─── Given records ───

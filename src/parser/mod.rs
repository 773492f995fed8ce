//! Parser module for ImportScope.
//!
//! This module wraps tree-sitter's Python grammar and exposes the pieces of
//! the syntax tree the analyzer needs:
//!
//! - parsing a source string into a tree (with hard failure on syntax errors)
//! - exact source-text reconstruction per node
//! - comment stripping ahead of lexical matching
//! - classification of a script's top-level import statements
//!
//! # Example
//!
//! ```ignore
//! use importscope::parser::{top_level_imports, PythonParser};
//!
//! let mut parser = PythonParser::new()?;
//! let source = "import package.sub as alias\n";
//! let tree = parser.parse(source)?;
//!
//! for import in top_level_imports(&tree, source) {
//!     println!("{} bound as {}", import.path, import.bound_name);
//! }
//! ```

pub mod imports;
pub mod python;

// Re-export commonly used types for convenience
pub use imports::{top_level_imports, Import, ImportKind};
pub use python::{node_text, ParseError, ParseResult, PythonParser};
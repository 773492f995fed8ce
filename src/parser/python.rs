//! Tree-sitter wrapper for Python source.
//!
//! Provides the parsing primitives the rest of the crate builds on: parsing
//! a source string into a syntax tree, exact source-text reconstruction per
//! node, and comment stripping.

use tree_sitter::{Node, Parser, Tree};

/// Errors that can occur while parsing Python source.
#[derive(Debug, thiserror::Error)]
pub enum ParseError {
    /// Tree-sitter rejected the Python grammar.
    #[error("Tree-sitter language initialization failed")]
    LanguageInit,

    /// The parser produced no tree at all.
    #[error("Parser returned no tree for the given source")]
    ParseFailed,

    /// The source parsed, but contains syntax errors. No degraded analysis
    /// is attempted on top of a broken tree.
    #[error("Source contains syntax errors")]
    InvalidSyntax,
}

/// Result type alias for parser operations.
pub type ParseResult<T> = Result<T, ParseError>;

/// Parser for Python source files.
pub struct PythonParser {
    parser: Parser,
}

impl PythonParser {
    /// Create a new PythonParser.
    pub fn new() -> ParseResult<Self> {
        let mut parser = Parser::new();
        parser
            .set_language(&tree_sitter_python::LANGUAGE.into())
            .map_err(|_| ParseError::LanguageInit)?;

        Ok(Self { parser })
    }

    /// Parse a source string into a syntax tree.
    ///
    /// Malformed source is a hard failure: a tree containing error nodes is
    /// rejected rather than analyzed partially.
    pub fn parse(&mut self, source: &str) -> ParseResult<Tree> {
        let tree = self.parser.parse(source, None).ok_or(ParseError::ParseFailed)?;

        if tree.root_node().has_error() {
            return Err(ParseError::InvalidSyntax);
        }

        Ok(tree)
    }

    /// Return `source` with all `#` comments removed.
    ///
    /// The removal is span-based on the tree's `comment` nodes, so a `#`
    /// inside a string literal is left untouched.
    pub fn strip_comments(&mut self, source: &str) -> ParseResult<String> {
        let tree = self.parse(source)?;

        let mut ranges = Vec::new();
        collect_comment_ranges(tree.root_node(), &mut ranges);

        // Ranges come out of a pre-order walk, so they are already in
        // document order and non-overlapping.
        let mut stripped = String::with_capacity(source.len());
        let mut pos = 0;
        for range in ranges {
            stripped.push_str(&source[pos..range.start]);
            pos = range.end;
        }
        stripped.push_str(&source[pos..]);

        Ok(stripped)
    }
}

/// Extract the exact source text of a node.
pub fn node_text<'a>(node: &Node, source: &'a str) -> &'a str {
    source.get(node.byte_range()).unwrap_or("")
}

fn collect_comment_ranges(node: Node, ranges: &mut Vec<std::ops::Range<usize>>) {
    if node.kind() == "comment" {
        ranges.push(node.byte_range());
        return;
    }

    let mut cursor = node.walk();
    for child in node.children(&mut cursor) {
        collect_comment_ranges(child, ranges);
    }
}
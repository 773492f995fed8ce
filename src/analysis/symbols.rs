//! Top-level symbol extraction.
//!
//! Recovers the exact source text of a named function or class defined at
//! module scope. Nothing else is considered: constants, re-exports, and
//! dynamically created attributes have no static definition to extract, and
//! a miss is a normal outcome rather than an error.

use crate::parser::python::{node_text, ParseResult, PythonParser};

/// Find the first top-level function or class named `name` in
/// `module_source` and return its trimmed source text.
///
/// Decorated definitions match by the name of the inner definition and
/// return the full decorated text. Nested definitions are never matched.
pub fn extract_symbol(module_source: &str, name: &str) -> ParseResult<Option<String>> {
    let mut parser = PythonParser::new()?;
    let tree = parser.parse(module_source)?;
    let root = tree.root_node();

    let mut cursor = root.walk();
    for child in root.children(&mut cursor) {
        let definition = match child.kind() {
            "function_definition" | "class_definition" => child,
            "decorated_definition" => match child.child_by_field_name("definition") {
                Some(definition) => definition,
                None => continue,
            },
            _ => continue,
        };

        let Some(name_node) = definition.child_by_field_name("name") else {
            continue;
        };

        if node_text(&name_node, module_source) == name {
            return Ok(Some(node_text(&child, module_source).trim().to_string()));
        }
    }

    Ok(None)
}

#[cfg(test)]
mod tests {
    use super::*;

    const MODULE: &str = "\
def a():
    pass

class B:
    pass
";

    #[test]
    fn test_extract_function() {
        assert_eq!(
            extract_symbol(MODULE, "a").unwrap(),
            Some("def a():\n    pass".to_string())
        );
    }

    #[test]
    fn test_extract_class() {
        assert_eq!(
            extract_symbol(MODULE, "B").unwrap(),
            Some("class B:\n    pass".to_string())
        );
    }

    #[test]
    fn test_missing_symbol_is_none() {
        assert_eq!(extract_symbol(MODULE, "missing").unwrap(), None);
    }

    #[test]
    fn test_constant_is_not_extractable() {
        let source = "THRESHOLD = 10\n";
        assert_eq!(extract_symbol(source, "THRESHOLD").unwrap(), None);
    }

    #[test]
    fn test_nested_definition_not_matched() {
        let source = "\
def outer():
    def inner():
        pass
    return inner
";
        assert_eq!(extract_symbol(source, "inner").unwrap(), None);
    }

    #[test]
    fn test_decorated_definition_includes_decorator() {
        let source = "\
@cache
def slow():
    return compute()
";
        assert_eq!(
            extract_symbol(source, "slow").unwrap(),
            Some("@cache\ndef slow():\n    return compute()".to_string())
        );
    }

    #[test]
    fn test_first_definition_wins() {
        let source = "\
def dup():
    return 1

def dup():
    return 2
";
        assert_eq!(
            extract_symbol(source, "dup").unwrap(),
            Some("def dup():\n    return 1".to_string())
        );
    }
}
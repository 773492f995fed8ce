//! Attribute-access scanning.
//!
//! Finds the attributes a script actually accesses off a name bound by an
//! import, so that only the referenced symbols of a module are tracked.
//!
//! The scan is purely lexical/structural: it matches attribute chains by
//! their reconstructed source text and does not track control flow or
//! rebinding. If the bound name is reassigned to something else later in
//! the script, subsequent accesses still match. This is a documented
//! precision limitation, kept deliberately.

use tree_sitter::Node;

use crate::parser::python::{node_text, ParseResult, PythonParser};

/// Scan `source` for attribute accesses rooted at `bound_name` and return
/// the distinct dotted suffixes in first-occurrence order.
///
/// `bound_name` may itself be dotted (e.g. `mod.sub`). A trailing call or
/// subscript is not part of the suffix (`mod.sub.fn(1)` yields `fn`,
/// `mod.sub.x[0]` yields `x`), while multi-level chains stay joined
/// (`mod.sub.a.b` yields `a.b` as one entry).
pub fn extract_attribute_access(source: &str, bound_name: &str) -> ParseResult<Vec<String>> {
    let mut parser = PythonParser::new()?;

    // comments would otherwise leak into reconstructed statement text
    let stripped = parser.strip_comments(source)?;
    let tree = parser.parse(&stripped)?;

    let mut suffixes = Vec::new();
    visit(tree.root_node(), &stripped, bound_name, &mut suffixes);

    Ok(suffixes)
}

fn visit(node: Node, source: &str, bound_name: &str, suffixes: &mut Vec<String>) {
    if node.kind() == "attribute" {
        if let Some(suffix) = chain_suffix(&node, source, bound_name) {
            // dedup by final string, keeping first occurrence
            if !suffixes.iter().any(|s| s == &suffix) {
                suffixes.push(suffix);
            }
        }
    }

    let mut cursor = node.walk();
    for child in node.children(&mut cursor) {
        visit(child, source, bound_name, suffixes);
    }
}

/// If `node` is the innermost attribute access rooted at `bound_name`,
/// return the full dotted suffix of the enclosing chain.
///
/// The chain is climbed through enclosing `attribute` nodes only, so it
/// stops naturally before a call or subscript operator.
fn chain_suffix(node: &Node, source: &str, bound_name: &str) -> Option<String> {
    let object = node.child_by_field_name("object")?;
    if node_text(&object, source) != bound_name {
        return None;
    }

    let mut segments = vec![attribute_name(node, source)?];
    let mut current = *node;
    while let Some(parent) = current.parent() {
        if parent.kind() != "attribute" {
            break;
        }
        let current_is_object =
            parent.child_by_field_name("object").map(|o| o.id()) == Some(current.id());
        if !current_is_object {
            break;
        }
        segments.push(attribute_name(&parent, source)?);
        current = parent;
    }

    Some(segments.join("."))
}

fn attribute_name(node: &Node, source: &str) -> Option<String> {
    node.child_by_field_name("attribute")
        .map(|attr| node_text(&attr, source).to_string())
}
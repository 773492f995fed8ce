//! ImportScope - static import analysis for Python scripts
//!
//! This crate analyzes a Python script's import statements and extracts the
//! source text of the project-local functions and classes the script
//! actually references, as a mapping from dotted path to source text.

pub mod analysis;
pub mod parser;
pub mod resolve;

───

-- Task brief --
The lines holding the word "rather" are the answer. Find them in the entries and copy them.

-- Exercise solution --
    /// rejected rather than analyzed partially.
//! a miss is a normal outcome rather than an error.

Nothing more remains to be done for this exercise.